● What you will do
The job is to find each line of the records below that includes the word "should" and copy it.

[Start of section]

//! Purpose: One exhaustive recursive walk over a column tree, shared by both encoders.
//! Exports: `ColumnVisitor`, `walk`, `child_path`.
//! Role: Encoders supply leaf and nesting behavior; the walk owns recursion order and paths.
//! Invariants: Parents are entered before their children; struct fields are visited in
//!             declared order; list and array children are named `item` in paths.
//! Invariants: `Opaque` at any depth stops the walk with `UnsupportedType` naming the path.
use crate::core::column::Column;
use crate::core::dtype::{DataType, unsupported};
use crate::core::error::{Error, ErrorKind};

pub(crate) trait ColumnVisitor {
    type Output;

    /// Called on every non-opaque column before its children are walked.
    fn enter(&mut self, _column: &Column, _path: &str) -> Result<(), Error> {
        Ok(())
    }

    fn leaf(&mut self, column: &Column, path: &str) -> Result<Self::Output, Error>;

    fn list(&mut self, column: &Column, path: &str, child: Self::Output)
        -> Result<Self::Output, Error>;

    fn array(
        &mut self,
        column: &Column,
        path: &str,
        child: Self::Output,
    ) -> Result<Self::Output, Error>;

    fn structure(
        &mut self,
        column: &Column,
        path: &str,
        fields: Vec<Self::Output>,
    ) -> Result<Self::Output, Error>;
}

pub(crate) fn child_path(path: &str, name: &str) -> String {
    format!("{path}.{name}")
}

pub(crate) fn walk<V: ColumnVisitor>(
    column: &Column,
    path: &str,
    visitor: &mut V,
) -> Result<V::Output, Error> {
    match column.dtype() {
        DataType::Opaque => Err(unsupported(column.dtype()).with_column(path)),
        DataType::Null
        | DataType::Boolean
        | DataType::Int8
        | DataType::Int16
        | DataType::Int32
        | DataType::Int64
        | DataType::UInt8
        | DataType::UInt16
        | DataType::UInt32
        | DataType::UInt64
        | DataType::Float32
        | DataType::Float64
        | DataType::String
        | DataType::Binary
        | DataType::Date
        | DataType::Datetime { .. }
        | DataType::Duration { .. }
        | DataType::Time
        | DataType::Decimal { .. }
        | DataType::Categorical
        | DataType::Enum { .. } => {
            visitor.enter(column, path)?;
            visitor.leaf(column, path)
        }
        DataType::List(_) => {
            visitor.enter(column, path)?;
            let child = walk(nested_child(column, path)?, &child_path(path, "item"), visitor)?;
            visitor.list(column, path, child)
        }
        DataType::Array { .. } => {
            visitor.enter(column, path)?;
            let child = walk(nested_child(column, path)?, &child_path(path, "item"), visitor)?;
            visitor.array(column, path, child)
        }
        DataType::Struct(_) => {
            visitor.enter(column, path)?;
            let fields = column.fields().ok_or_else(|| missing_children(path))?;
            let mut outputs = Vec::with_capacity(fields.len());
            for field in fields {
                outputs.push(walk(field, &child_path(path, field.name()), visitor)?);
            }
            visitor.structure(column, path, outputs)
        }
    }
}

fn nested_child<'a>(column: &'a Column, path: &str) -> Result<&'a Column, Error> {
    column.child().ok_or_else(|| missing_children(path))
}

fn missing_children(path: &str) -> Error {
    Error::new(ErrorKind::Internal)
        .with_message("nested column without child storage")
        .with_column(path)
}
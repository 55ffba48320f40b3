// Ordered, uniquely named columns of equal length: the unit every codec reads and writes.
use std::collections::HashSet;

use crate::core::column::{Column, EqualityOptions};
use crate::core::dtype::Field;
use crate::core::error::Error;

#[derive(Clone, Debug, Default)]
pub struct Table {
    columns: Vec<Column>,
    height: usize,
}

impl Table {
    pub fn new(columns: Vec<Column>) -> Result<Self, Error> {
        let height = columns.first().map_or(0, Column::len);
        let mut names = HashSet::with_capacity(columns.len());
        for column in &columns {
            if !names.insert(column.name()) {
                return Err(Error::schema("duplicate column name").with_column(column.name()));
            }
            if column.len() != height {
                return Err(Error::schema(format!(
                    "column has {} rows, table has {height}",
                    column.len()
                ))
                .with_column(column.name()));
            }
        }
        Ok(Self { columns, height })
    }

    /// A table with no columns but a row count, as decoded from an empty schema.
    pub(crate) fn empty_with_height(height: usize) -> Self {
        Self {
            columns: Vec::new(),
            height,
        }
    }

    pub fn columns(&self) -> &[Column] {
        &self.columns
    }

    pub fn column(&self, name: &str) -> Option<&Column> {
        self.columns.iter().find(|column| column.name() == name)
    }

    pub fn height(&self) -> usize {
        self.height
    }

    pub fn width(&self) -> usize {
        self.columns.len()
    }

    pub fn is_empty(&self) -> bool {
        self.columns.is_empty()
    }

    pub fn schema(&self) -> Vec<Field> {
        self.columns
            .iter()
            .map(|column| Field::new(column.name(), column.dtype().clone()))
            .collect()
    }

    pub fn equals_with(&self, other: &Table, options: EqualityOptions) -> bool {
        self.height == other.height
            && self.columns.len() == other.columns.len()
            && self
                .columns
                .iter()
                .zip(&other.columns)
                .all(|(left, right)| left.equals_with(right, options))
    }
}

impl PartialEq for Table {
    fn eq(&self, other: &Self) -> bool {
        self.equals_with(other, EqualityOptions::strict())
    }
}

impl IntoIterator for Table {
    type Item = Column;
    type IntoIter = std::vec::IntoIter<Column>;

    fn into_iter(self) -> Self::IntoIter {
        self.columns.into_iter()
    }
}

#[cfg(test)]
mod tests {
    use super::Table;
    use crate::core::column::{Column, EqualityOptions};
    use crate::core::dtype::DataType;
    use crate::core::error::ErrorKind;

    fn ints(name: &str, values: &[i32]) -> Column {
        Column::from_values(name, DataType::Int32, values.iter().copied()).expect("column")
    }

    #[test]
    fn lookup_by_name_and_schema_order() {
        let table = Table::new(vec![ints("b", &[1, 2]), ints("a", &[3, 4])]).expect("table");
        assert_eq!(table.height(), 2);
        assert_eq!(table.width(), 2);
        let names: Vec<_> = table.schema().into_iter().map(|field| field.name).collect();
        assert_eq!(names, ["b", "a"]);
        assert_eq!(table.column("a").map(Column::len), Some(2));
        assert!(table.column("c").is_none());
    }

    #[test]
    fn duplicate_names_are_rejected() {
        let err = Table::new(vec![ints("a", &[1]), ints("a", &[2])]).expect_err("should fail");
        assert_eq!(err.kind(), ErrorKind::SchemaMismatch);
        assert_eq!(err.column(), Some("a"));
    }

    #[test]
    fn ragged_columns_are_rejected() {
        let err = Table::new(vec![ints("a", &[1]), ints("b", &[2, 3])]).expect_err("should fail");
        assert_eq!(err.kind(), ErrorKind::SchemaMismatch);
        assert_eq!(err.column(), Some("b"));
    }

    #[test]
    fn relaxed_equality_still_compares_values() {
        let left = Column::from_values("c", DataType::Categorical, ["x", "y"]).expect("column");
        let right = Column::from_values("c", DataType::Categorical, ["y", "x"]).expect("column");
        let a = Table::new(vec![left]).expect("table");
        let b = Table::new(vec![right]).expect("table");
        assert_ne!(a, b);
        assert!(!a.equals_with(&b, EqualityOptions::categorical_as_str()));
    }

    #[test]
    fn tables_are_shareable_across_threads() {
        fn assert_send_sync<T: Send + Sync>() {}
        assert_send_sync::<Table>();
        assert_send_sync::<Column>();
    }
}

[End of section]

● Response for this exercise
        let err = Table::new(vec![ints("a", &[1]), ints("a", &[2])]).expect_err("should fail");
        let err = Table::new(vec![ints("a", &[1]), ints("b", &[2, 3])]).expect_err("should fail");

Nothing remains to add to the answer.